At one point of incarceration, Pharoah’s cupbearer and baker approach Joseph and share their dreams with him. Joseph’s interpretations would prove to be accurate. The baker would be executed, and the cupbearer would be restored to his position by Pharaoh’s side. Sometime later, when Pharaoh, had two distressing dreams, the cupbearer would remember Joseph and suggest that Pharaoh seek Joseph’s aid. The rest is history. Joseph reveals the meanings of the dreams that are one-in-the-same and lays out a plan to stockpile grain during seven years of plenty and then distribute food during seven years of famine.

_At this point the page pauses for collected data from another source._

//! The batch import loop: parse, resolve, submit, record.

use crate::cache::{IssueCache, ISSUE_NOT_FOUND};
use crate::jira::{IssueInfo, LookupError};
use crate::tempo::{TempoClient, TempoError, WorklogCreate};
use crate::worklog::{self, LineError, WorklogFile};
use chrono::NaiveDate;
use clap::ValueEnum;
use color_eyre::Result;
use std::collections::BTreeMap;
use std::future::Future;
use tracing::{info, warn};

/// How the run outcome is judged before the report, archive and template
/// steps.
#[derive(Debug, Clone, Copy, Default, PartialEq, Eq, ValueEnum)]
pub enum Gate {
  /// At least one entry logged and none failed.
  #[default]
  All,
  /// Only the final processed entry decides, regardless of earlier
  /// failures. This is the historical behavior.
  Last,
}

/// One successfully submitted entry, as echoed back by the remote service.
#[derive(Debug, Clone, PartialEq)]
pub struct LoggedWorklog {
  pub date: NaiveDate,
  pub start_time: String,
  pub issue_key: String,
  pub hours: f64,
}

#[derive(Debug)]
pub struct EntryFailure {
  pub date: NaiveDate,
  pub line: String,
  pub kind: FailureKind,
}

#[derive(Debug)]
pub enum FailureKind {
  Parse(LineError),
  UnknownIssue,
  Submission(TempoError),
}

impl std::fmt::Display for FailureKind {
  fn fmt(&self, f: &mut std::fmt::Formatter<'_>) -> std::fmt::Result {
    match self {
      FailureKind::Parse(e) => write!(f, "unparseable entry: {}", e),
      FailureKind::UnknownIssue => write!(f, "issue key could not be resolved"),
      FailureKind::Submission(e) => write!(f, "submission failed: {}", e),
    }
  }
}

/// Everything one run produced, successes keyed by the worklog ID the
/// remote service assigned.
#[derive(Debug, Default)]
pub struct RunReport {
  pub logged: BTreeMap<i64, LoggedWorklog>,
  pub failures: Vec<EntryFailure>,
  /// Status of the final submission attempt, for [`Gate::Last`].
  pub last_ok: bool,
  /// Commented template of the last date section, written back to the
  /// input path after a successful run.
  pub seed: String,
}

impl RunReport {
  pub fn outcome(&self, gate: Gate) -> bool {
    match gate {
      Gate::All => !self.logged.is_empty() && self.failures.is_empty(),
      Gate::Last => self.last_ok,
    }
  }
}

/// Drives a whole run: every line of every date section, in file order,
/// sequentially. Per-entry failures are recorded and skipped; only setup
/// problems and unexpected lookup errors abort the batch.
pub struct Importer {
  tempo: TempoClient,
  cache: IssueCache,
  account_id: String,
}

impl Importer {
  pub fn new(tempo: TempoClient, cache: IssueCache, account_id: String) -> Self {
    Self {
      tempo,
      cache,
      account_id,
    }
  }

  pub async fn run<L, Fut>(&mut self, input: &WorklogFile, lookup: L) -> Result<RunReport>
  where
    L: Fn(String) -> Fut,
    Fut: Future<Output = Result<IssueInfo, LookupError>>,
  {
    let mut report = RunReport::default();

    for (date, lines) in &input.days {
      let mut section = Vec::new();

      for line in lines {
        let entry = match worklog::parse_line(line) {
          Ok(entry) => entry,
          Err(e) => {
            report.failures.push(EntryFailure {
              date: *date,
              line: line.clone(),
              kind: FailureKind::Parse(e),
            });
            report.last_ok = false;
            continue;
          }
        };

        // The template mirrors the input, not the submission outcomes.
        section.push(entry.clone());

        let issue_id = self
          .cache
          .resolve(&entry.issue_key, || lookup(entry.issue_key.clone()))
          .await?;

        let seconds = worklog::hours_to_seconds(entry.hours);
        let worklog = WorklogCreate {
          author_account_id: self.account_id.clone(),
          issue_id,
          start_date: *date,
          start_time: entry.start_time.clone(),
          time_spent_seconds: seconds,
          billable_seconds: seconds,
          description: entry.description.clone(),
        };

        match self.tempo.create_worklog(&worklog).await {
          Ok(created) => {
            let issue_key = self.cache.key_for_id(created.issue.id, &entry.issue_key);
            report.logged.insert(
              created.tempo_worklog_id,
              LoggedWorklog {
                date: created.start_date,
                start_time: created.start_time,
                issue_key,
                hours: worklog::seconds_to_hours(created.time_spent_seconds),
              },
            );
            report.last_ok = true;
          }
          Err(e) => {
            let kind = if issue_id == ISSUE_NOT_FOUND {
              FailureKind::UnknownIssue
            } else {
              FailureKind::Submission(e)
            };
            report.failures.push(EntryFailure {
              date: *date,
              line: line.clone(),
              kind,
            });
            report.last_ok = false;
          }
        }
      }

      // Later sections overwrite earlier ones, so the seed holds only the
      // most recent date in the file.
      report.seed = worklog::seed_block(*date, &section);
    }

    for failure in &report.failures {
      warn!(date = %failure.date, line = %failure.line, reason = %failure.kind, "entry was not imported");
    }
    info!(
      succeeded = report.logged.len(),
      failed = report.failures.len(),
      "import finished"
    );

    Ok(report)
  }
}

The last segment of this epic narrative presents a detailed account of Joseph hiding his identity and testing his brothers when they arrive in Egypt looking for food. They would prove to be genuinely sorry for their past offenses against Joesph and concerned about the wellbeing of their youngest brother, Benjamin. After the happy reunion, all the family would move to Egypt under Joseph’s care. Jacob would pass away in peace, but not before offering blessings to his sons. After the death of Jacob, Joseph’s older brothers would succumb to fear that Joseph would seek revenge. Then comes the climactic ending:
But Joseph said to them, “Do not fear, for am I in the place of God? As for you, you meant evil against me, but God meant it for good, to bring it about that many people should be kept alive, as they are today. So do not fear; I will provide for you and your little ones.” Genesis 50:19-21 ESV
Joseph does not excuse their past behavior. In fact, he explicitly calls their actions “evil.” But God… “but God meant it for good,” to save many lives. Sound familiar? It is a beautiful ending to a rollercoaster story that foreshadows the heart of our Gospel: the God-man came to serve and to give his life as a ransom, that others might be saved. (Mark 10:45) And from his cross, Jesus cried out, “Father, forgive them, for they know not what they do.” (Luke 23:34) From dreamer to the redeemer, Joseph would be directed by God to restore a family that would become God’s chosen nation; and it all began with forgiveness. Let the redeemed say, “Amen.”